[Opening Material provided section]

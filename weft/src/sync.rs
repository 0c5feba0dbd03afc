// Copyright 2025 Jonas Kruckenberg
//
// Licensed under the Apache License, Version 2.0, <LICENSE-APACHE or
// http://apache.org/licenses/LICENSE-2.0> or the MIT license <LICENSE-MIT or
// http://opensource.org/licenses/MIT>, at your option. This file may not be
// copied, modified, or distributed except according to those terms.

//! Synchronization and communication primitives.
//!
//! Everything here is single-threaded and cancel-safe under the runtime's
//! drop-based cancellation: effects commit inside `poll`, and a future that
//! consumed a wakeup without committing re-signals it from its `Drop` impl so
//! no token, permit or buffer slot is ever lost to a cancelled waiter.

mod broadcast;
mod channel;
mod event;
mod parking_lot;
mod semaphore;
mod shared;
mod value;
mod wait_list;

pub use broadcast::{BroadcastChannel, BroadcastReader};
pub use channel::Channel;
pub use event::Event;
pub use parking_lot::ParkingLot;
pub use semaphore::{Semaphore, SemaphoreGuard};
pub use shared::{RepeatableShared, Shared};
pub use value::Value;
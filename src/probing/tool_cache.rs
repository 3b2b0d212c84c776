//! Hosted tool cache scan for CI agents.
//!
//! Build agents keep pre-provisioned interpreters under a well-known root
//! (`<root>/Python/<version>/x64/python.exe`). Checking there first avoids
//! spawning any interpreter at all on CI hosts.

use crate::fs::FileSystem;
use crate::version::{split_major_minor, VersionRequest};
use std::path::{Path, PathBuf};

/// Environment variable agents use to point at the tool cache root.
pub(crate) const TOOL_CACHE_DIR_VAR: &str = "AGENT_TOOLSDIRECTORY";

/// Conventional root when the variable is unset.
pub(crate) const DEFAULT_TOOL_CACHE_ROOT: &str = r"C:\hostedtoolcache\windows";

/// Resolve the tool cache root from the environment, with the
/// conventional fallback.
pub(crate) fn tool_cache_root() -> PathBuf {
    std::env::var(TOOL_CACHE_DIR_VAR)
        .map(PathBuf::from)
        .unwrap_or_else(|_| PathBuf::from(DEFAULT_TOOL_CACHE_ROOT))
}

/// Scan the tool cache for a matching interpreter.
///
/// Version-named subdirectories of `<root>/Python` are matched on
/// major.minor; the first whose `x64/python.exe` exists on disk wins.
pub(crate) fn scan_tool_cache<F: FileSystem>(
    fs: &F,
    root: &Path,
    required: &VersionRequest,
) -> Option<PathBuf> {
    let python_root = root.join("Python");
    if !fs.dir_exists(&python_root) {
        return None;
    }

    for dir in fs.subdirectories(&python_root) {
        let Some(name) = dir.file_name().and_then(|name| name.to_str()) else {
            continue;
        };
        let Some(pair) = split_major_minor(name) else {
            continue;
        };
        if !required.matches_pair(pair) {
            continue;
        }

        let candidate = dir.join("x64").join("python.exe");
        if fs.file_exists(&candidate) {
            return Some(candidate);
        }
    }

    None
}
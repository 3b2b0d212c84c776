//! Windows installation registry scan.
//!
//! CPython installers record installs under `SOFTWARE\Python\PythonCore`,
//! per-user or per-machine depending on installer scope, so both hives are
//! checked.

use crate::fs::FileSystem;
use crate::registry::{RegistryHive, RegistryReader};
use crate::version::{split_major_minor, VersionRequest};
use std::path::{Path, PathBuf};

const PYTHON_CORE_ROOT: &str = r"SOFTWARE\Python\PythonCore";

const HIVES: [RegistryHive; 2] = [RegistryHive::CurrentUser, RegistryHive::LocalMachine];

/// Scan both hives for an installed interpreter matching the requirement.
///
/// Version subkey tags are matched on their first four characters, which
/// covers plain tags ("3.11") and architecture-suffixed ones ("3.11-32").
/// The `InstallPath` subkey's default value names the install directory;
/// the first directory whose `python.exe` exists on disk wins.
pub(crate) fn scan_registry<G: RegistryReader, F: FileSystem>(
    registry: &G,
    fs: &F,
    required: &VersionRequest,
) -> Option<PathBuf> {
    for hive in HIVES {
        for tag in registry.subkey_names(hive, PYTHON_CORE_ROOT) {
            let prefix: String = tag.chars().take(4).collect();
            let Some(pair) = split_major_minor(&prefix) else {
                continue;
            };
            if !required.matches_pair(pair) {
                continue;
            }

            let key = format!(r"{PYTHON_CORE_ROOT}\{tag}\InstallPath");
            let Some(install_dir) = registry.read_default_value(hive, &key) else {
                continue;
            };

            let candidate = Path::new(&install_dir).join("python.exe");
            if fs.file_exists(&candidate) {
                return Some(candidate);
            }
        }
    }

    None
}
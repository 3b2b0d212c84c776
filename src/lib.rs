//! # python-discovery
//!
//! Python interpreter discovery and provisioning for automation contexts
//! (build agents, setup scripts) where an exact interpreter path must be
//! returned reliably across Windows, Linux and macOS.
//!
//! Discovery probes an ordered set of platform-specific sources, short
//! circuiting on the first interpreter whose major.minor version matches:
//!
//! 1. the CI hosted tool cache (Windows agents),
//! 2. launch-command candidates such as `py -3.11`, `python3` and
//!    `python`, each asked to introspect its own path and version,
//! 3. the Windows installation registry.
//!
//! Windows App-Execution-Alias stubs are rejected as false positives. When
//! nothing matches and the caller permits it, the platform's native
//! package manager (apt, winget/choco, brew) installs the interpreter and
//! a second locate pass verifies the result; a path is never fabricated.
//!
//! ## Example
//!
//! ```rust,no_run
//! use python_discovery::{CancellationToken, PythonDiscovery};
//!
//! #[tokio::main(flavor = "current_thread")]
//! async fn main() {
//!     let discovery = PythonDiscovery::new();
//!     let cancel = CancellationToken::new();
//!
//!     // Locate python 3.11, installing it if necessary.
//!     match discovery.ensure_installed("3.11", true, &cancel).await {
//!         Ok(path) => println!("python 3.11 at {}", path.display()),
//!         Err(error) => eprintln!("{error}"),
//!     }
//!
//!     // Ask a specific command where its interpreter lives.
//!     if let Ok(path) = discovery.resolve_path("python3", &cancel).await {
//!         println!("python3 resolves to {}", path.display());
//!     }
//! }
//! ```

mod discovery;
mod error;
mod fs;
mod install;
mod locate;
mod platform;
mod probing;
mod process;
mod registry;
#[cfg(test)]
mod test_support;
mod version;

pub use discovery::PythonDiscovery;
pub use error::DiscoveryError;
pub use fs::{FileSystem, StdFileSystem};
pub use install::{InstallError, PackageManager};
pub use platform::{HostPlatform, OsFamily, PlatformInfo};
pub use process::{ProcessRunner, RunError, TokioRunner};
pub use registry::{RegistryHive, RegistryReader, SystemRegistry};
pub use version::VersionRequest;

pub use tokio_util::sync::CancellationToken;
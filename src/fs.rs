//! Filesystem collaborator for the tool-cache and registry scans.

use std::path::{Path, PathBuf};

/// Existence checks and child-directory listing.
///
/// The discovery policy only ever reads the filesystem; all writes happen
/// inside the delegated package managers.
pub trait FileSystem: Send + Sync {
    /// True when `path` exists and is a directory.
    fn dir_exists(&self, path: &Path) -> bool;

    /// Immediate child directories of `path`, sorted by name for
    /// deterministic scan order. Missing or unreadable paths yield an
    /// empty list.
    fn subdirectories(&self, path: &Path) -> Vec<PathBuf>;

    /// True when `path` exists and is a regular file.
    fn file_exists(&self, path: &Path) -> bool;
}

/// Production filesystem access via `std::fs`.
pub struct StdFileSystem;

impl FileSystem for StdFileSystem {
    fn dir_exists(&self, path: &Path) -> bool {
        path.is_dir()
    }

    fn subdirectories(&self, path: &Path) -> Vec<PathBuf> {
        let Ok(entries) = std::fs::read_dir(path) else {
            return Vec::new();
        };
        let mut dirs: Vec<PathBuf> = entries
            .filter_map(Result::ok)
            .map(|entry| entry.path())
            .filter(|entry| entry.is_dir())
            .collect();
        dirs.sort();
        dirs
    }

    fn file_exists(&self, path: &Path) -> bool {
        path.is_file()
    }
}
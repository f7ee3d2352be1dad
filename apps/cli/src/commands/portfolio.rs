//! `costwise portfolio <ids..> | --all`

use std::collections::HashSet;

use tracing::{debug, info};

use super::item::load_item;
use crate::error::AppResult;
use costwise_core::allocation::{allocate_portfolio, PortfolioAllocation, PortfolioItem};
use costwise_core::{Item, ItemKind};
use costwise_db::Database;

/// Allocates the monthly operating cost pool over the chosen products.
///
/// With `all` every product is used; otherwise `ids` in the given order,
/// each id once.
/// Components, an empty selection or a selection without expected units are
/// rejected by the allocator.
pub async fn portfolio(db: &Database, ids: &[i64], all: bool) -> AppResult<PortfolioAllocation> {
    let items: Vec<Item> = if all {
        db.items().list(Some(ItemKind::Product)).await?
    } else {
        // Repeated ids select the item once, at its first position.
        let mut seen = HashSet::with_capacity(ids.len());
        let mut items = Vec::with_capacity(ids.len());
        for &id in ids.iter().filter(|&&id| seen.insert(id)) {
            items.push(load_item(db, id).await?);
        }
        items
    };

    let mut selection = Vec::with_capacity(items.len());
    for item in &items {
        let subproducts_cost = db.bom().total_for_parent(item.id).await?;
        selection.push(PortfolioItem::from_item(item, subproducts_cost));
    }

    let total = db.operating_costs().monthly_total().await?;
    debug!(items = selection.len(), total = %total, "Allocating portfolio");

    let allocation = allocate_portfolio(&selection, total)?;
    info!(
        items = allocation.items.len(),
        per_unit = %allocation.operating_cost_per_unit(),
        "Portfolio allocated"
    );
    Ok(allocation)
}

#[cfg(test)]
mod tests {
    use super::*;
    use crate::commands::tests::{assert_money, item_args, test_db};
    use crate::commands::{cost, item};
    use crate::error::ErrorCode;
    use costwise_core::CostFrequency;

    #[tokio::test]
    async fn test_costs_split_by_expected_units() {
        let db = test_db().await;
        cost::add(&db, "Rent", 1000.0, CostFrequency::Monthly).await.unwrap();

        let mut a = item_args("Board", ItemKind::Product, 10.0);
        a.expected_units = 300.0;
        let a = item::add(&db, a).await.unwrap();
        let mut b = item_args("Shelf", ItemKind::Product, 20.0);
        b.expected_units = 100.0;
        let b = item::add(&db, b).await.unwrap();

        let allocation = portfolio(&db, &[a.id, b.id], false).await.unwrap();
        assert_eq!(allocation.total_units, 400.0);
        assert_money(allocation.operating_cost_per_unit(), 2.5);

        let board = &allocation.items[0];
        assert_eq!(board.item_id, a.id);
        assert_money(board.share, 750.0);
        assert!((board.percentage - 75.0).abs() < 1e-9);
        assert_money(board.operating_cost_per_unit, 2.5);
        assert_money(allocation.items[1].operating_cost_per_unit, 2.5);

        let shares: f64 = allocation.items.iter().map(|l| l.share.amount()).sum();
        assert!((shares - 1000.0).abs() < 1e-9);
    }

    #[tokio::test]
    async fn test_repeated_ids_count_once() {
        let db = test_db().await;
        cost::add(&db, "Rent", 600.0, CostFrequency::Monthly).await.unwrap();
        let a = item::add(&db, item_args("Board", ItemKind::Product, 10.0)).await.unwrap();
        let b = item::add(&db, item_args("Shelf", ItemKind::Product, 20.0)).await.unwrap();

        let allocation = portfolio(&db, &[b.id, a.id, b.id, a.id], false).await.unwrap();
        assert_eq!(allocation.items.len(), 2);
        assert_eq!(allocation.total_units, 200.0);
        assert_eq!(allocation.items[0].item_id, b.id);
        assert_eq!(allocation.items[1].item_id, a.id);
        assert_money(allocation.items[0].share, 300.0);
    }

    #[tokio::test]
    async fn test_all_uses_products_only() {
        let db = test_db().await;
        item::add(&db, item_args("Board", ItemKind::Product, 10.0)).await.unwrap();
        item::add(&db, item_args("Plank", ItemKind::Component, 5.0)).await.unwrap();

        let allocation = portfolio(&db, &[], true).await.unwrap();
        assert_eq!(allocation.items.len(), 1);
        assert_eq!(allocation.items[0].name, "Board");
    }

    #[tokio::test]
    async fn test_rejections() {
        let db = test_db().await;

        let err = portfolio(&db, &[], false).await.unwrap_err();
        assert_eq!(err.code, ErrorCode::ValidationError);

        let plank = item::add(&db, item_args("Plank", ItemKind::Component, 5.0)).await.unwrap();
        let err = portfolio(&db, &[plank.id], false).await.unwrap_err();
        assert_eq!(err.code, ErrorCode::ValidationError);

        let mut idle = item_args("Idle", ItemKind::Product, 5.0);
        idle.expected_units = 0.0;
        let idle = item::add(&db, idle).await.unwrap();
        let err = portfolio(&db, &[idle.id], false).await.unwrap_err();
        assert_eq!(err.code, ErrorCode::ValidationError);

        let err = portfolio(&db, &[idle.id, 404], false).await.unwrap_err();
        assert_eq!(err.code, ErrorCode::NotFound);
    }
}
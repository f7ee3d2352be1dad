//! # BOM Line Repository
//!
//! Lines are written once by `bom attach` (or as manual cost lines) and
//! never recomputed. `total_for_parent` is the subproducts cost the price
//! calculator receives.

use chrono::Utc;
use sqlx::SqlitePool;
use tracing::debug;

use crate::error::{DbError, DbResult};
use costwise_core::{BomLine, Money, Percent};

#[derive(Debug, sqlx::FromRow)]
struct BomLineRow {
    id: i64,
    parent_id: i64,
    name: String,
    description: String,
    cost: f64,
    tax_rate: f64,
}

impl From<BomLineRow> for BomLine {
    fn from(row: BomLineRow) -> Self {
        BomLine {
            id: row.id,
            parent_id: row.parent_id,
            name: row.name,
            description: row.description,
            cost: Money::new(row.cost),
            tax_rate: Percent::new(row.tax_rate),
        }
    }
}

/// Repository for the `bom_lines` table.
#[derive(Debug, Clone)]
pub struct BomRepository {
    pool: SqlitePool,
}

impl BomRepository {
    pub fn new(pool: SqlitePool) -> Self {
        BomRepository { pool }
    }

    /// Lines of one parent item in creation order.
    pub async fn list_for_parent(&self, parent_id: i64) -> DbResult<Vec<BomLine>> {
        let rows = sqlx::query_as::<_, BomLineRow>(
            r#"
            SELECT id, parent_id, name, description, cost, tax_rate
            FROM bom_lines
            WHERE parent_id = ?1
            ORDER BY id
            "#,
        )
        .bind(parent_id)
        .fetch_all(&self.pool)
        .await?;

        Ok(rows.into_iter().map(BomLine::from).collect())
    }

    /// Sum of the parent's line costs. Line tax rates are not applied.
    pub async fn total_for_parent(&self, parent_id: i64) -> DbResult<Money> {
        let total: f64 = sqlx::query_scalar(
            "SELECT CAST(COALESCE(SUM(cost), 0) AS REAL) FROM bom_lines WHERE parent_id = ?1",
        )
        .bind(parent_id)
        .fetch_one(&self.pool)
        .await?;

        Ok(Money::new(total))
    }

    /// Stores a line and returns it with its assigned id.
    ///
    /// ## Errors
    /// * `DbError::ForeignKeyViolation` - the parent item does not exist
    pub async fn insert(&self, line: &BomLine) -> DbResult<BomLine> {
        debug!(parent_id = line.parent_id, name = %line.name, cost = %line.cost, "Inserting BOM line");

        let result = sqlx::query(
            r#"
            INSERT INTO bom_lines (parent_id, name, description, cost, tax_rate, created_at)
            VALUES (?1, ?2, ?3, ?4, ?5, ?6)
            "#,
        )
        .bind(line.parent_id)
        .bind(&line.name)
        .bind(&line.description)
        .bind(line.cost.amount())
        .bind(line.tax_rate.value())
        .bind(Utc::now())
        .execute(&self.pool)
        .await?;

        let mut saved = line.clone();
        saved.id = result.last_insert_rowid();
        Ok(saved)
    }

    pub async fn delete(&self, id: i64) -> DbResult<()> {
        debug!(id, "Deleting BOM line");

        let result = sqlx::query("DELETE FROM bom_lines WHERE id = ?1")
            .bind(id)
            .execute(&self.pool)
            .await?;

        if result.rows_affected() == 0 {
            return Err(DbError::not_found("BOM line", id));
        }

        Ok(())
    }
}

// =============================================================================
// Unit Tests
// =============================================================================

#[cfg(test)]
mod tests {
    use crate::{Database, DbConfig, DbError};
    use costwise_core::{BomLine, Item, Money, Percent};

    async fn db_with_parent() -> (Database, i64) {
        let db = Database::new(DbConfig::in_memory()).await.unwrap();
        let parent = db
            .items()
            .insert(&Item::new_product("Stool", Money::new(15.0)))
            .await
            .unwrap();
        (db, parent.id)
    }

    #[tokio::test]
    async fn test_insert_and_list() {
        let (db, parent_id) = db_with_parent().await;

        let mut legs = BomLine::manual(parent_id, "Legs (×4)", Money::new(10.0));
        legs.description = "Base: $2.50, Markup: 0%, Tax: 0%, Final: $2.50 × 4".to_string();
        let legs = db.bom().insert(&legs).await.unwrap();
        db.bom()
            .insert(&BomLine::manual(parent_id, "Varnish", Money::new(1.75)))
            .await
            .unwrap();

        let lines = db.bom().list_for_parent(parent_id).await.unwrap();
        assert_eq!(lines.len(), 2);
        assert_eq!(lines[0].id, legs.id);
        assert_eq!(lines[0].description, legs.description);
        assert_eq!(lines[1].name, "Varnish");
    }

    #[tokio::test]
    async fn test_total_ignores_line_tax() {
        let (db, parent_id) = db_with_parent().await;
        assert!(db.bom().total_for_parent(parent_id).await.unwrap().is_zero());

        let mut taxed = BomLine::manual(parent_id, "Paint", Money::new(4.0));
        taxed.tax_rate = Percent::new(19.0);
        db.bom().insert(&taxed).await.unwrap();
        db.bom()
            .insert(&BomLine::manual(parent_id, "Box", Money::new(1.5)))
            .await
            .unwrap();

        assert_eq!(
            db.bom().total_for_parent(parent_id).await.unwrap(),
            Money::new(5.5)
        );
    }

    #[tokio::test]
    async fn test_missing_parent_is_rejected() {
        let (db, _) = db_with_parent().await;
        let orphan = BomLine::manual(777, "Orphan", Money::new(1.0));

        assert!(matches!(
            db.bom().insert(&orphan).await,
            Err(DbError::ForeignKeyViolation { .. })
        ));
    }

    #[tokio::test]
    async fn test_delete() {
        let (db, parent_id) = db_with_parent().await;
        let line = db
            .bom()
            .insert(&BomLine::manual(parent_id, "Glue", Money::new(0.5)))
            .await
            .unwrap();

        db.bom().delete(line.id).await.unwrap();
        assert!(db.bom().list_for_parent(parent_id).await.unwrap().is_empty());
        assert!(matches!(
            db.bom().delete(line.id).await,
            Err(DbError::NotFound { .. })
        ));
    }
}
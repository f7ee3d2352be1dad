//! # Output Rendering
//!
//! Every command result is `Serialize + Render`. With `--json` it is written
//! with `serde_json::to_string_pretty`; otherwise [`Render::render`] produces
//! plain text using the configured currency.
//!
//! Amounts are rounded for display only. The JSON output carries the exact
//! values the engine computed.

use serde::Serialize;

use crate::config::AppConfig;
use crate::error::AppResult;
use costwise_core::allocation::PortfolioAllocation;
use costwise_core::{BomLine, Category, Company, Item, OperatingCostEntry};

/// Plain-text rendering of a command result.
pub trait Render {
    fn render(&self, config: &AppConfig) -> String;
}

/// Chooses between JSON and text for one result.
#[derive(Debug, Clone, Copy)]
pub struct Output<'a> {
    pub json: bool,
    pub config: &'a AppConfig,
}

impl<'a> Output<'a> {
    pub fn new(json: bool, config: &'a AppConfig) -> Self {
        Output { json, config }
    }

    pub fn emit<T: Serialize + Render>(&self, value: &T) -> AppResult<String> {
        if self.json {
            Ok(serde_json::to_string_pretty(value)?)
        } else {
            Ok(value.render(self.config))
        }
    }
}

/// Confirmation of an action without a richer result.
#[derive(Debug, Clone, Serialize)]
pub struct Message {
    pub message: String,
}

impl Message {
    pub fn new(message: impl Into<String>) -> Self {
        Message {
            message: message.into(),
        }
    }
}

impl Render for Message {
    fn render(&self, _config: &AppConfig) -> String {
        self.message.clone()
    }
}

/// `  label:              value` line used by the detail views.
pub(crate) fn field(label: &str, value: impl std::fmt::Display) -> String {
    format!("  {:<24}{}\n", format!("{}:", label), value)
}

pub(crate) fn or_dash(value: &Option<String>) -> &str {
    value.as_deref().unwrap_or("-")
}

// =============================================================================
// Items
// =============================================================================

impl Render for Item {
    fn render(&self, config: &AppConfig) -> String {
        let mut out = format!("#{} {} ({})\n", self.id, self.name, self.kind);
        out.push_str(&field("Base cost", config.money(self.base_cost)));
        out.push_str(&field("Markup", self.markup));
        out.push_str(&field("Tax rate", self.tax_rate));
        out.push_str(&field("Units per package", self.units_per_package));
        out.push_str(&field("Expected units / month", self.expected_monthly_units));
        out.push_str(&field("Category", or_dash(&self.metadata.category)));
        out.push_str(&field("Company", or_dash(&self.metadata.company)));
        out.push_str(&field("Purchase link", or_dash(&self.metadata.purchase_link)));
        out.push_str(&field(
            "Last modified",
            self.updated_at.format("%Y-%m-%d %H:%M:%S"),
        ));
        out
    }
}

impl Render for Vec<Item> {
    fn render(&self, config: &AppConfig) -> String {
        if self.is_empty() {
            return "No items.".to_string();
        }

        let mut out = format!(
            "{:>5}  {:<10} {:<32} {:>12} {:>8} {:>8} {:>10}\n",
            "ID", "KIND", "NAME", "BASE COST", "MARKUP", "TAX", "UNITS/MO"
        );
        for item in self {
            out.push_str(&format!(
                "{:>5}  {:<10} {:<32} {:>12} {:>8} {:>8} {:>10}\n",
                item.id,
                item.kind.as_str(),
                item.name,
                config.money(item.base_cost),
                item.markup.to_string(),
                item.tax_rate.to_string(),
                item.expected_monthly_units
            ));
        }
        out
    }
}

// =============================================================================
// BOM lines
// =============================================================================

impl Render for BomLine {
    fn render(&self, config: &AppConfig) -> String {
        let mut out = format!("Line #{} on item #{}: {}\n", self.id, self.parent_id, self.name);
        out.push_str(&field("Cost", config.money(self.cost)));
        if !self.description.is_empty() {
            out.push_str(&field("Derivation", &self.description));
        }
        out
    }
}

// =============================================================================
// Operating costs
// =============================================================================

impl Render for OperatingCostEntry {
    fn render(&self, config: &AppConfig) -> String {
        format!(
            "Operating cost #{}: {} {} ({})",
            self.id,
            self.name,
            config.money(self.amount),
            self.frequency
        )
    }
}

// =============================================================================
// Portfolio
// =============================================================================

impl Render for PortfolioAllocation {
    fn render(&self, config: &AppConfig) -> String {
        let mut out = String::from("Portfolio Allocation\n");
        out.push_str(&field("Monthly operating costs", config.money(self.total_operating_costs)));
        out.push_str(&field("Total expected units", self.total_units));
        out.push_str(&field(
            "Operating cost / unit",
            config.money(self.operating_cost_per_unit()),
        ));
        out.push('\n');

        out.push_str(&format!(
            "{:>5}  {:<28} {:>8} {:>8} {:>12} {:>12} {:>12} {:>12}\n",
            "ID", "NAME", "UNITS", "SHARE %", "SHARE", "DIRECT", "PRICE", "PROFIT"
        ));
        for line in &self.items {
            out.push_str(&format!(
                "{:>5}  {:<28} {:>8} {:>8.2} {:>12} {:>12} {:>12} {:>12}\n",
                line.item_id,
                line.name,
                line.units,
                line.percentage,
                config.money(line.share),
                config.money(line.total_direct_cost),
                config.money(line.final_price),
                config.money(line.profit_per_unit)
            ));
        }
        out
    }
}

// =============================================================================
// Lookups
// =============================================================================

impl Render for Category {
    fn render(&self, _config: &AppConfig) -> String {
        format!("Category #{}: {}", self.id, self.name)
    }
}

impl Render for Vec<Category> {
    fn render(&self, _config: &AppConfig) -> String {
        if self.is_empty() {
            return "No categories.".to_string();
        }
        self.iter()
            .map(|c| match &c.description {
                Some(description) => format!("{:>5}  {}  ({})", c.id, c.name, description),
                None => format!("{:>5}  {}", c.id, c.name),
            })
            .collect::<Vec<_>>()
            .join("\n")
    }
}

impl Render for Company {
    fn render(&self, _config: &AppConfig) -> String {
        format!("Company #{}: {}", self.id, self.name)
    }
}

impl Render for Vec<Company> {
    fn render(&self, _config: &AppConfig) -> String {
        if self.is_empty() {
            return "No companies.".to_string();
        }
        self.iter()
            .map(|c| {
                format!(
                    "{:>5}  {:<32} {:<32} {}",
                    c.id,
                    c.name,
                    or_dash(&c.website),
                    or_dash(&c.contact_info)
                )
            })
            .collect::<Vec<_>>()
            .join("\n")
    }
}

[Closing Material provided section]

» **To do**: Each line above with the word "execute" needs to be copied.

» **Reply**:
        .execute(&self.pool)
            .execute(&self.pool)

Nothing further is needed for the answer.